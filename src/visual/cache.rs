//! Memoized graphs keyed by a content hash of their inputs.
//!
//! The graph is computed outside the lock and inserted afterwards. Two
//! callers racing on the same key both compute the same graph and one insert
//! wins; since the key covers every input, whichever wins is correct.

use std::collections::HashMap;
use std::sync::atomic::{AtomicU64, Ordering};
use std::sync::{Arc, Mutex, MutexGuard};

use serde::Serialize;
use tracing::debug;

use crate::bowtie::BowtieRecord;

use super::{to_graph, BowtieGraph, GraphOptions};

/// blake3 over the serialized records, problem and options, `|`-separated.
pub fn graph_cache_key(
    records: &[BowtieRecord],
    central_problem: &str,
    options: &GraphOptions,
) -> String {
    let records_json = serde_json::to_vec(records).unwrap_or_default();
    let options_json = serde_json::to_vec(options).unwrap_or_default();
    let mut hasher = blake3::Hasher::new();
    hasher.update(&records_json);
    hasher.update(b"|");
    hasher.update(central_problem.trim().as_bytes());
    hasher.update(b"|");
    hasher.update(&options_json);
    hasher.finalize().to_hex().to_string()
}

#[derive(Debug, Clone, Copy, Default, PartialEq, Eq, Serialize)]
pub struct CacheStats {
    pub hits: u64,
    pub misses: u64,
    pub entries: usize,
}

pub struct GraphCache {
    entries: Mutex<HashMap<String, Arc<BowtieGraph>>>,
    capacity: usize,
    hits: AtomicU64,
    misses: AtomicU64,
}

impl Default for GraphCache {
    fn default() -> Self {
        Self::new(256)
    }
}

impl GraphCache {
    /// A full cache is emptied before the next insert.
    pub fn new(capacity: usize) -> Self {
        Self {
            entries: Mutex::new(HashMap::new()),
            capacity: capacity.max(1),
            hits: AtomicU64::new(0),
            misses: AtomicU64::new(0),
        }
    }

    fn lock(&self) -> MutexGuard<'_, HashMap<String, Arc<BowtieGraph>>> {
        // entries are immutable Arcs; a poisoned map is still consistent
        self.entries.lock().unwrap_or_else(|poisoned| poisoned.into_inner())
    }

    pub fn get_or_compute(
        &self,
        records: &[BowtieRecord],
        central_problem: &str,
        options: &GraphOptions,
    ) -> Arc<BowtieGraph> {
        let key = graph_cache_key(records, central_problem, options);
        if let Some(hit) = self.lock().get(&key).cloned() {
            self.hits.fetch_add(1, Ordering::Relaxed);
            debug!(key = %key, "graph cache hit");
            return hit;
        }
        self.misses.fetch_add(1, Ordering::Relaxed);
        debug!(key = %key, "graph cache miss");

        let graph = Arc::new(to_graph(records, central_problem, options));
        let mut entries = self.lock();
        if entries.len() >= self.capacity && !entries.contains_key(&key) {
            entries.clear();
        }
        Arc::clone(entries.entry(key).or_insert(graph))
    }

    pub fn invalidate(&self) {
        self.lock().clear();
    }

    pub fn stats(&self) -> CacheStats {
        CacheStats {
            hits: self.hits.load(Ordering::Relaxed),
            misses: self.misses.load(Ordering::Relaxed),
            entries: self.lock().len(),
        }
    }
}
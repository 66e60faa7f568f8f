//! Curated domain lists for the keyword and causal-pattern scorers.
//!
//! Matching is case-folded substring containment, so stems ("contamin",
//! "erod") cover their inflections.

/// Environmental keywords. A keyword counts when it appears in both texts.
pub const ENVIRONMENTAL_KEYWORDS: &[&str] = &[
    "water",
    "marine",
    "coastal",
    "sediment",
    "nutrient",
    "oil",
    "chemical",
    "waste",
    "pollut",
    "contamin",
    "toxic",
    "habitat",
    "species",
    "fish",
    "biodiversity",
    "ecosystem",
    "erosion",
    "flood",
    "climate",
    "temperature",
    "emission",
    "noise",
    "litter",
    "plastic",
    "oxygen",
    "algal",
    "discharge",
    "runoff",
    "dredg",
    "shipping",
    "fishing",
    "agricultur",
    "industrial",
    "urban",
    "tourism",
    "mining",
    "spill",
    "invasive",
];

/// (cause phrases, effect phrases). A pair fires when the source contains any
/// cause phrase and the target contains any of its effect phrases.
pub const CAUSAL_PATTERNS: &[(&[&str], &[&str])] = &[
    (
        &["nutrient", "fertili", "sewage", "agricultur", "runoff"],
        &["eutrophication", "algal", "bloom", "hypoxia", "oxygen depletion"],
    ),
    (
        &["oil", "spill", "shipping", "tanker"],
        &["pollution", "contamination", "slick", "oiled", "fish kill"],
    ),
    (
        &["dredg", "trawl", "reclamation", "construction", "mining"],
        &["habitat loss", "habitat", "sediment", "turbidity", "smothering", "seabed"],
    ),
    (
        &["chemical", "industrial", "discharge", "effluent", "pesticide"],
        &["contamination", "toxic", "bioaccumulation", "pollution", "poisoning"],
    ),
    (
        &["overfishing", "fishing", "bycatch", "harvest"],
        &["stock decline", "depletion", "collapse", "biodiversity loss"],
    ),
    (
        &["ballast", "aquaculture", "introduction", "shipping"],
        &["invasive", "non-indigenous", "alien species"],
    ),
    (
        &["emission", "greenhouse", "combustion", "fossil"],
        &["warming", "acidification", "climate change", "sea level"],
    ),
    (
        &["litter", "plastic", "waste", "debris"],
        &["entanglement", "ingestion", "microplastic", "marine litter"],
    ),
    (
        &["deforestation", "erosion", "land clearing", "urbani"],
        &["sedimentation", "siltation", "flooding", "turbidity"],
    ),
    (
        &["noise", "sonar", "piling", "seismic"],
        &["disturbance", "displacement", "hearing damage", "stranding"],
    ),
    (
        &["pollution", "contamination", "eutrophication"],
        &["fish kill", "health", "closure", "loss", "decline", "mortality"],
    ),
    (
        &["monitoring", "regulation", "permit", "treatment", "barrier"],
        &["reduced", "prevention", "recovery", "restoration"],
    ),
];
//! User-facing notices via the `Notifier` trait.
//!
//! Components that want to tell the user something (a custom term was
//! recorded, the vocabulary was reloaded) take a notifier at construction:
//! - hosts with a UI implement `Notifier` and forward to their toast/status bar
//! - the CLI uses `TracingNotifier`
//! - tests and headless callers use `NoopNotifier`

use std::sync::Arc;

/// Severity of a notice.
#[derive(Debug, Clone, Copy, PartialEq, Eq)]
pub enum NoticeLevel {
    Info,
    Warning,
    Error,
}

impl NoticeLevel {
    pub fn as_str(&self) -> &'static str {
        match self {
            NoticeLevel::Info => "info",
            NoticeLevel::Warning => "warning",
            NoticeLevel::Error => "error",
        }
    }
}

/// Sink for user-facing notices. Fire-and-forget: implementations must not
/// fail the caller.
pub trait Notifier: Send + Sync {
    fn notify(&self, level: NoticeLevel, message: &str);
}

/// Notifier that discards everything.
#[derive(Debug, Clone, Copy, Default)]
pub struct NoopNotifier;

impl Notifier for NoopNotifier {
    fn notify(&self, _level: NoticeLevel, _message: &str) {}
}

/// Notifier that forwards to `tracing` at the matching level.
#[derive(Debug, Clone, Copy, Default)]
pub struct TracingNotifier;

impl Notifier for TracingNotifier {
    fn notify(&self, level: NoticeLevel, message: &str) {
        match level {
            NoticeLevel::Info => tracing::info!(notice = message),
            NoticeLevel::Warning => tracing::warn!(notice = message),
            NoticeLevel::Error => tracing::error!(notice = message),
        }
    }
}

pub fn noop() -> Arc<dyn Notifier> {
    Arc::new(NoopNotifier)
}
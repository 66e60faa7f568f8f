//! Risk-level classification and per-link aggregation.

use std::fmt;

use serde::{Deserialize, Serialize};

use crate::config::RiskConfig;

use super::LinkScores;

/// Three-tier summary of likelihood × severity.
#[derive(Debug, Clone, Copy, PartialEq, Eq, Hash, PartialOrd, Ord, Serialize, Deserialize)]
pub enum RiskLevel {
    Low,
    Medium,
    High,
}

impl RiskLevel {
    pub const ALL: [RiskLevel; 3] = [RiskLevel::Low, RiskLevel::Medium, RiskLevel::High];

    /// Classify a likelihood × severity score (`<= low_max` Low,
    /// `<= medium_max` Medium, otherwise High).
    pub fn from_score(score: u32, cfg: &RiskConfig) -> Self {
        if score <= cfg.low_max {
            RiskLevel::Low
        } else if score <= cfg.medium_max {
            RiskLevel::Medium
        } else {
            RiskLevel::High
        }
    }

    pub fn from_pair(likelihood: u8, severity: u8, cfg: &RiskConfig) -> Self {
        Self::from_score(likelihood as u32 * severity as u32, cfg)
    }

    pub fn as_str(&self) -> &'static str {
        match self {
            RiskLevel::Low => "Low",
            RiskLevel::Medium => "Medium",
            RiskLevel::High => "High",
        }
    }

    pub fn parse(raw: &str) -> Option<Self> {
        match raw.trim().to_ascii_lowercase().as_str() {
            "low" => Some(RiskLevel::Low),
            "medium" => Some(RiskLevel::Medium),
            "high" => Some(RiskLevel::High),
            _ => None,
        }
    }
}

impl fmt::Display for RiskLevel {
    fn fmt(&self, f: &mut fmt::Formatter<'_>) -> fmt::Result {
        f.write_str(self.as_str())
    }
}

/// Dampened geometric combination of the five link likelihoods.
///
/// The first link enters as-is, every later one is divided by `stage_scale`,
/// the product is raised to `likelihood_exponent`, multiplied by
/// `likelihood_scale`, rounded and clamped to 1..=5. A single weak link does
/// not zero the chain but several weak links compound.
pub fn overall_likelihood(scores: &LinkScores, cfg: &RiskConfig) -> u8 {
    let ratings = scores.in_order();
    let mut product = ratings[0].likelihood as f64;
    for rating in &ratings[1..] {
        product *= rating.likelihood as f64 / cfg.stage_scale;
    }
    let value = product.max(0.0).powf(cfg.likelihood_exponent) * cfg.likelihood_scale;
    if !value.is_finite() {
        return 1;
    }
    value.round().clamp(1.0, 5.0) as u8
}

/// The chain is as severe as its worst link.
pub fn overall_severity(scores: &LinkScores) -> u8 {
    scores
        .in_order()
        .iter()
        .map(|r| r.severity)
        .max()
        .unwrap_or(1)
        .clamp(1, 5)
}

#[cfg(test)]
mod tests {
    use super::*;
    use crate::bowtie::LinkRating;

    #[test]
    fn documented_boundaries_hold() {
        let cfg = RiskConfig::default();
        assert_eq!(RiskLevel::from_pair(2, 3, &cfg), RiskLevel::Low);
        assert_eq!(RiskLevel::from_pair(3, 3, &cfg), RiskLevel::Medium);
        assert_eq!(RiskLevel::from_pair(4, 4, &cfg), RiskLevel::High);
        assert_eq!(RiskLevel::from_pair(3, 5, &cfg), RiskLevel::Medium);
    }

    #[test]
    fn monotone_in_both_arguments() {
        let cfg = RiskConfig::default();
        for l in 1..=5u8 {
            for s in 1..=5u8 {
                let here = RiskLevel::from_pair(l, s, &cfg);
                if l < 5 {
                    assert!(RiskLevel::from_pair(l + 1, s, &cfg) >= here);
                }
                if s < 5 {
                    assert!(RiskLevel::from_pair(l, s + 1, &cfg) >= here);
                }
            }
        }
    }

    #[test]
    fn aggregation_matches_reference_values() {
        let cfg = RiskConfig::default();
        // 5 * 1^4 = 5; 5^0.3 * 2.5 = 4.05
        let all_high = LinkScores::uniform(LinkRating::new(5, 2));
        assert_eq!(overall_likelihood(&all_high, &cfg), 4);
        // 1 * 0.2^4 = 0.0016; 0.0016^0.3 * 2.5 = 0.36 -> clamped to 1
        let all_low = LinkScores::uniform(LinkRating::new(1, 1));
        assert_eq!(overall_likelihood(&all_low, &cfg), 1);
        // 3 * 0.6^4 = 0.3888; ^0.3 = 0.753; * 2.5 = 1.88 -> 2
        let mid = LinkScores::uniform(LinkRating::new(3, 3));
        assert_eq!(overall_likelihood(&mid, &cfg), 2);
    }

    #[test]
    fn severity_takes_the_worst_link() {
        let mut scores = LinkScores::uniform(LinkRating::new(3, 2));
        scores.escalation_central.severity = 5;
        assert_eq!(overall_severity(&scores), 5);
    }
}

--

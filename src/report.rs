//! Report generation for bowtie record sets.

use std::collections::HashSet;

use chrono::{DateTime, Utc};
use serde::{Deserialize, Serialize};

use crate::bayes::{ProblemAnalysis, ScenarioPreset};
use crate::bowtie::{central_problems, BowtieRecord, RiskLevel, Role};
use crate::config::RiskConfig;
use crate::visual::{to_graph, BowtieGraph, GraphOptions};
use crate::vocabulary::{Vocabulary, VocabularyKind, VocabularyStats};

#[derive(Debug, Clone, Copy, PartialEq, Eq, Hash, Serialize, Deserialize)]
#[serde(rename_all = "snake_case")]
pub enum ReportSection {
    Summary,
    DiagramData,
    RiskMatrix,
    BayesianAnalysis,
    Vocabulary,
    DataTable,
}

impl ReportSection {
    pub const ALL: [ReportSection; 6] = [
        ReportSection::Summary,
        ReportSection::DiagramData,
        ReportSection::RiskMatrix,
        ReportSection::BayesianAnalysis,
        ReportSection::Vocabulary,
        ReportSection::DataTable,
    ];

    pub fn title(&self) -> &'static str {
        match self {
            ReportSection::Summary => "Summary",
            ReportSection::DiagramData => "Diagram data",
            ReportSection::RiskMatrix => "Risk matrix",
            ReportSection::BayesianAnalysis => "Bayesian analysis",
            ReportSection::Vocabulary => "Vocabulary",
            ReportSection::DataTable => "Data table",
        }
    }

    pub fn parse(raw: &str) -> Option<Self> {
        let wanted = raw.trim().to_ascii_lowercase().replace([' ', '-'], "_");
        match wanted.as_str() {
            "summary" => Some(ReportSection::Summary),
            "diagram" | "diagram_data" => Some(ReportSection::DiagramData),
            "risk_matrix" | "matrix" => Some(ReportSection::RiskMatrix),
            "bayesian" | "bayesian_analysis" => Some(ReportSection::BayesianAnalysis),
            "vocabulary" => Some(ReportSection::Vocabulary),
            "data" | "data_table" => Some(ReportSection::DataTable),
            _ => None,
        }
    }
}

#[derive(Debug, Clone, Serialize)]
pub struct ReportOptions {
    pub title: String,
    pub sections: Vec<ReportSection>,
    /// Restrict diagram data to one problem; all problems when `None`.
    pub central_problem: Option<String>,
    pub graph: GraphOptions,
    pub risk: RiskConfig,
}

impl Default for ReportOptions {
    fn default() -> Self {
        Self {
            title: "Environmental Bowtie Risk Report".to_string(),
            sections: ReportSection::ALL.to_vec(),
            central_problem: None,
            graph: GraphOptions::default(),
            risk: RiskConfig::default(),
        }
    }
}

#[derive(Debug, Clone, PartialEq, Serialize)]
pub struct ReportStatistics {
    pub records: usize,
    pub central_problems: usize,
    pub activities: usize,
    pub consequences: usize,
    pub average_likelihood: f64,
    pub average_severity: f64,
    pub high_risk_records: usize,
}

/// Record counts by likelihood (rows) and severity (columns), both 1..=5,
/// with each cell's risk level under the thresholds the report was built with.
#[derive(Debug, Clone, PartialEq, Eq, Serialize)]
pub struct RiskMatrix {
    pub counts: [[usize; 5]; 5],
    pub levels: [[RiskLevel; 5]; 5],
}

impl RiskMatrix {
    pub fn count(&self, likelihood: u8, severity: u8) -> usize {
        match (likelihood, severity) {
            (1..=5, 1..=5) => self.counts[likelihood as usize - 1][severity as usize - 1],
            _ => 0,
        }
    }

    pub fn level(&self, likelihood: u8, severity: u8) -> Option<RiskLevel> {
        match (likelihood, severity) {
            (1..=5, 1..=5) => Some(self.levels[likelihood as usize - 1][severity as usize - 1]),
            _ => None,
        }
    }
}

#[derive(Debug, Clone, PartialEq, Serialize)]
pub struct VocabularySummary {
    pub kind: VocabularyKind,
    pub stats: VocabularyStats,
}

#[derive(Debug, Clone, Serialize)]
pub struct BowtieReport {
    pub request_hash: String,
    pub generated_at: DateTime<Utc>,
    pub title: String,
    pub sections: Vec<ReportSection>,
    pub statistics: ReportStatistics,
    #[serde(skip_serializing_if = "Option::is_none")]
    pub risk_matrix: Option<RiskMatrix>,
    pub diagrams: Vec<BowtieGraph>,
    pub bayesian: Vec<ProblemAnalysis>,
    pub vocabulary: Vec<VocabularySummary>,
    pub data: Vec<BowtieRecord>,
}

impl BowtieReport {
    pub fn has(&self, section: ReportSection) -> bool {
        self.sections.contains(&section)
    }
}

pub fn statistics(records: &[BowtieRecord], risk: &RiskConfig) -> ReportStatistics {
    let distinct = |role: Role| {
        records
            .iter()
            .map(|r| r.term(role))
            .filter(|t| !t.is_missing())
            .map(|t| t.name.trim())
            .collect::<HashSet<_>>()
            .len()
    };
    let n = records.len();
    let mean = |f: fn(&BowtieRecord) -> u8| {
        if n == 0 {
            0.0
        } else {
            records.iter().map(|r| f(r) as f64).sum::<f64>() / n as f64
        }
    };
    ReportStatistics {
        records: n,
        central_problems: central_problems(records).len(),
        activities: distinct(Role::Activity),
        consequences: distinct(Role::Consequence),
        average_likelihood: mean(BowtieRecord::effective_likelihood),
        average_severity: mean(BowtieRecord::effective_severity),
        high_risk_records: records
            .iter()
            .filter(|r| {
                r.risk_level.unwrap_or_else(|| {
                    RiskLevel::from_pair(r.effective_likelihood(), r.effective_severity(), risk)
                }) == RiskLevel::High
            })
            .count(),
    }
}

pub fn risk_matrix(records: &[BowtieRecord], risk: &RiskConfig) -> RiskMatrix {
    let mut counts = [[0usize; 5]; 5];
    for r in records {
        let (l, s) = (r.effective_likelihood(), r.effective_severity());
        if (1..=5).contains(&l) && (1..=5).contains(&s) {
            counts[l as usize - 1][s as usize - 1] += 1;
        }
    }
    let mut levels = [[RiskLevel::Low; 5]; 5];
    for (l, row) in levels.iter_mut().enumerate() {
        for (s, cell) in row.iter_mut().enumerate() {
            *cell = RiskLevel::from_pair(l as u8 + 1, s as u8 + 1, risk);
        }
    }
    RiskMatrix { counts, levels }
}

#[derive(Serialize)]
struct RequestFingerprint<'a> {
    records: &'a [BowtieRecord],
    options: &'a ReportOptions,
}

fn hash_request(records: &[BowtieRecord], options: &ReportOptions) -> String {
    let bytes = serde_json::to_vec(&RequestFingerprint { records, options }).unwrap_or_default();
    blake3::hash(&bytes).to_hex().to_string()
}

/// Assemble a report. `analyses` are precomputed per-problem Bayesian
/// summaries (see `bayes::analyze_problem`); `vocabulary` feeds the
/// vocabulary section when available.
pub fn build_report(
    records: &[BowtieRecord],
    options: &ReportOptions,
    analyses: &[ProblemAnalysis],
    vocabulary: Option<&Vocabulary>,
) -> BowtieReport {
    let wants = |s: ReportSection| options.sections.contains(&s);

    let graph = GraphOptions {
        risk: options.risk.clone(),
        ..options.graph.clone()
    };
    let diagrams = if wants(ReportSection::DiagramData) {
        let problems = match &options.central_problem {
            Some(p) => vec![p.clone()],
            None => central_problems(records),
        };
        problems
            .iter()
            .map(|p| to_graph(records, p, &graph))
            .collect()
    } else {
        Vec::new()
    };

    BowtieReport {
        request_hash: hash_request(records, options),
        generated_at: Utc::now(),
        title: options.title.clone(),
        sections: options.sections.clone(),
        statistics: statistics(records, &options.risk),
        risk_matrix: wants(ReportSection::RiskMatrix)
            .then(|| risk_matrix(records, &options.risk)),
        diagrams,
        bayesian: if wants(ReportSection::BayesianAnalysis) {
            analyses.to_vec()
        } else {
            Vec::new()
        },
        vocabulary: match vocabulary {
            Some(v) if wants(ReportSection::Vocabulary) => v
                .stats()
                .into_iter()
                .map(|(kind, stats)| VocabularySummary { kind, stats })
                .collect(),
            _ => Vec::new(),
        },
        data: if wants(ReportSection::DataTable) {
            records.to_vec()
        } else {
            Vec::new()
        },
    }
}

--

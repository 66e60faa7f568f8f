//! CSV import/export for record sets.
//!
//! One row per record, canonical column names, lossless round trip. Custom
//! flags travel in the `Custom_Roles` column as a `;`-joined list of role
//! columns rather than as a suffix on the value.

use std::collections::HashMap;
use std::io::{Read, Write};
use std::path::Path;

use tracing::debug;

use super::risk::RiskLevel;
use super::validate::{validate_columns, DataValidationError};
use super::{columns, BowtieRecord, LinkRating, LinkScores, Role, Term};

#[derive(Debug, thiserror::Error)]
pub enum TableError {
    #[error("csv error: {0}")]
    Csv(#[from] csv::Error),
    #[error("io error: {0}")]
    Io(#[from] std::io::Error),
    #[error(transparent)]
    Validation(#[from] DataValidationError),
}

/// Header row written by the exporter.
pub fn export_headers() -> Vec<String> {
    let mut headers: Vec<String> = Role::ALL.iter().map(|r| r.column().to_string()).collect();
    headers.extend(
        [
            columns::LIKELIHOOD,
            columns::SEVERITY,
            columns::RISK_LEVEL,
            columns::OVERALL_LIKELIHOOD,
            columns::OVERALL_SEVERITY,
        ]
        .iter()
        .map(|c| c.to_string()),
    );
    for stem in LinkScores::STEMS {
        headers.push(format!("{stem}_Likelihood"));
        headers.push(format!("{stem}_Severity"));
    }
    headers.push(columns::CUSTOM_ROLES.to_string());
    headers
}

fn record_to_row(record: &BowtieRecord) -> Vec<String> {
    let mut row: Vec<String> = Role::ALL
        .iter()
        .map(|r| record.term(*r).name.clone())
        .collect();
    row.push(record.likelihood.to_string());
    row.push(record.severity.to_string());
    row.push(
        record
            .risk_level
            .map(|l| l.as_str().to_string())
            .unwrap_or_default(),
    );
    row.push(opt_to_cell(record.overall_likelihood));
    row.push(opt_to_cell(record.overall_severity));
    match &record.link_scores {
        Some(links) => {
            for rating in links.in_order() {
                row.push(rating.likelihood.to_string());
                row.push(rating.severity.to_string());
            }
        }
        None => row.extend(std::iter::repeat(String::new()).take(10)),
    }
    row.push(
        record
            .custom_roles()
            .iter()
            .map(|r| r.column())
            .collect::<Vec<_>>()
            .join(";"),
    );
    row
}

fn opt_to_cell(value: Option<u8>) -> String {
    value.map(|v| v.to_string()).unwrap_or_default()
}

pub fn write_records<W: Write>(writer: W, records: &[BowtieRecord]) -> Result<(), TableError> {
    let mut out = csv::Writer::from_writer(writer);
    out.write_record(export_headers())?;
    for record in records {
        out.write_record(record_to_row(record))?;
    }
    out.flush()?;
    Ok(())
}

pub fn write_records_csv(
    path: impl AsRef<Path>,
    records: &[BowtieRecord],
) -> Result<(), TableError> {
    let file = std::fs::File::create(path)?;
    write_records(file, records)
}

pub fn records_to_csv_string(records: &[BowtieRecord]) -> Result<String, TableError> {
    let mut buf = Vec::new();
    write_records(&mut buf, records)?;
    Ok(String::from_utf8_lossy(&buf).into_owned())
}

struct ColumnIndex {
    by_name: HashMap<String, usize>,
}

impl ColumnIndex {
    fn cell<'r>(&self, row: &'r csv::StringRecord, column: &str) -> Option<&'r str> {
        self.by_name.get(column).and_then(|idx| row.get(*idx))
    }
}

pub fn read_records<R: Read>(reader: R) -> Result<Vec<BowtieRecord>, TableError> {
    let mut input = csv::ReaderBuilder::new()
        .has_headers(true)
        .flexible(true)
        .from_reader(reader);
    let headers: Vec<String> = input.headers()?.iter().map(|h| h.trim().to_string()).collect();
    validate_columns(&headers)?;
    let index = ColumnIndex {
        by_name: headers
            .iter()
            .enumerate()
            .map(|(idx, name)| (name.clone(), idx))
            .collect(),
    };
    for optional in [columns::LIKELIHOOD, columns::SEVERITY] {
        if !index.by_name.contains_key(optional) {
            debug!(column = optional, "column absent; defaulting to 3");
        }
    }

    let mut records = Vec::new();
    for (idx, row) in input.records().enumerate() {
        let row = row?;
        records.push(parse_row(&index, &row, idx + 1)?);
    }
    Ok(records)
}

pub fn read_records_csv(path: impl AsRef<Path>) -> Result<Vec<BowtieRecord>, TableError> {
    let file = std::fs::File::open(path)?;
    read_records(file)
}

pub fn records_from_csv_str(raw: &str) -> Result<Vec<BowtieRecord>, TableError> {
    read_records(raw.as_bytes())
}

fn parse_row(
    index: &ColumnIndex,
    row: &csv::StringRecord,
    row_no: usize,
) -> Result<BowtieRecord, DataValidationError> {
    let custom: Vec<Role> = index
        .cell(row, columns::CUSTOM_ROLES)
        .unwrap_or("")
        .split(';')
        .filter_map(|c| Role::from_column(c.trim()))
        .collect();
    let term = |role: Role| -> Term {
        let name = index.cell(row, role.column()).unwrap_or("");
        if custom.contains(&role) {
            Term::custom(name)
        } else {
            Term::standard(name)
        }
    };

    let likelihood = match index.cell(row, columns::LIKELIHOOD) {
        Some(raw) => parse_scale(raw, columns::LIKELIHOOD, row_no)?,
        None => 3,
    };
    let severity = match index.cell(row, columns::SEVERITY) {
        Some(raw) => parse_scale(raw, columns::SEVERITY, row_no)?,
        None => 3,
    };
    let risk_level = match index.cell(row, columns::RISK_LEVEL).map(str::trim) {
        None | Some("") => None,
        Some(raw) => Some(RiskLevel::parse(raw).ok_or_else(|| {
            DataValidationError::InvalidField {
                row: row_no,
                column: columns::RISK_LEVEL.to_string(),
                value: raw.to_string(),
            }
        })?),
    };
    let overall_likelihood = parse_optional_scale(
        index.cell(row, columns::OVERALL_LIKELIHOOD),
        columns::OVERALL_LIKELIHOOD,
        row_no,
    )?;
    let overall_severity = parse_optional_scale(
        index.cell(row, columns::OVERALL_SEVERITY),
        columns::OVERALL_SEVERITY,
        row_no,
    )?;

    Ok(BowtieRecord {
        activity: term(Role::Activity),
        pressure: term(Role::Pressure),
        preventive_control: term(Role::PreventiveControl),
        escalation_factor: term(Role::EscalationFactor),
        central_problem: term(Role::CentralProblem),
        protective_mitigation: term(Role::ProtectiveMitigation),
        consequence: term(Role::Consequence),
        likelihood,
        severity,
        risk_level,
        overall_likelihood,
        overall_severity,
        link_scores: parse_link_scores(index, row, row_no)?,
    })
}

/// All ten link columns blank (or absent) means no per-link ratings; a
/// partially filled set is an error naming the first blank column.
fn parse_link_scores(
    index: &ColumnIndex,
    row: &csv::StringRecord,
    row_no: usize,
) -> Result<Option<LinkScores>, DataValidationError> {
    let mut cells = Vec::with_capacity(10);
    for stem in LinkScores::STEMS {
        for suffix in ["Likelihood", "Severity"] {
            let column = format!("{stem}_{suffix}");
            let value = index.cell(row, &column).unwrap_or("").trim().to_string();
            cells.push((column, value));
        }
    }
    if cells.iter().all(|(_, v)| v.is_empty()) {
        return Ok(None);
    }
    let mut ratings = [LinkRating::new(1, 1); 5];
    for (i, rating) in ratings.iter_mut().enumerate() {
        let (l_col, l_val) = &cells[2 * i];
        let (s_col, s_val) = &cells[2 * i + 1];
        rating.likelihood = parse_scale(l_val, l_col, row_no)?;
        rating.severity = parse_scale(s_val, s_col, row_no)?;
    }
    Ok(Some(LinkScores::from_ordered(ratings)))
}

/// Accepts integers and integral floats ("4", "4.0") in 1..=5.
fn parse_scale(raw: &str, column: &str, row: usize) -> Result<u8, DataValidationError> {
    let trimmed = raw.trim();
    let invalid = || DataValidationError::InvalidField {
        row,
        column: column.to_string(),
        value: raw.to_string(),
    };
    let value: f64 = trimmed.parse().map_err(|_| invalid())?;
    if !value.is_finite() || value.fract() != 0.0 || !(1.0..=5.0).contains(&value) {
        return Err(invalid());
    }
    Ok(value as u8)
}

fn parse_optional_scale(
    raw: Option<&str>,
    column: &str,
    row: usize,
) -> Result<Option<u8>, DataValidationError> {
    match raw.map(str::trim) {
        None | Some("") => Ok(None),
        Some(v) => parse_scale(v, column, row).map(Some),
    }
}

Work required |
Print, from the entries above, the line with "filename src/visual/cache.rs", the line with "fn lock(&self) ->" and all lines between them, exactly and with nothing else.

Output |
filename src/visual/cache.rs
//! Memoized graphs keyed by a content hash of their inputs.
//!
//! The graph is computed outside the lock and inserted afterwards. Two
//! callers racing on the same key both compute the same graph and one insert
//! wins; since the key covers every input, whichever wins is correct.

use std::collections::HashMap;
use std::sync::atomic::{AtomicU64, Ordering};
use std::sync::{Arc, Mutex, MutexGuard};

use serde::Serialize;
use tracing::debug;

use crate::bowtie::BowtieRecord;

use super::{to_graph, BowtieGraph, GraphOptions};

/// blake3 over the serialized records, problem and options, `|`-separated.
pub fn graph_cache_key(
    records: &[BowtieRecord],
    central_problem: &str,
    options: &GraphOptions,
) -> String {
    let records_json = serde_json::to_vec(records).unwrap_or_default();
    let options_json = serde_json::to_vec(options).unwrap_or_default();
    let mut hasher = blake3::Hasher::new();
    hasher.update(&records_json);
    hasher.update(b"|");
    hasher.update(central_problem.trim().as_bytes());
    hasher.update(b"|");
    hasher.update(&options_json);
    hasher.finalize().to_hex().to_string()
}

#[derive(Debug, Clone, Copy, Default, PartialEq, Eq, Serialize)]
pub struct CacheStats {
    pub hits: u64,
    pub misses: u64,
    pub entries: usize,
}

pub struct GraphCache {
    entries: Mutex<HashMap<String, Arc<BowtieGraph>>>,
    capacity: usize,
    hits: AtomicU64,
    misses: AtomicU64,
}

impl Default for GraphCache {
    fn default() -> Self {
        Self::new(256)
    }
}

impl GraphCache {
    /// A full cache is emptied before the next insert.
    pub fn new(capacity: usize) -> Self {
        Self {
            entries: Mutex::new(HashMap::new()),
            capacity: capacity.max(1),
            hits: AtomicU64::new(0),
            misses: AtomicU64::new(0),
        }
    }

    fn lock(&self) -> MutexGuard<'_, HashMap<String, Arc<BowtieGraph>>> {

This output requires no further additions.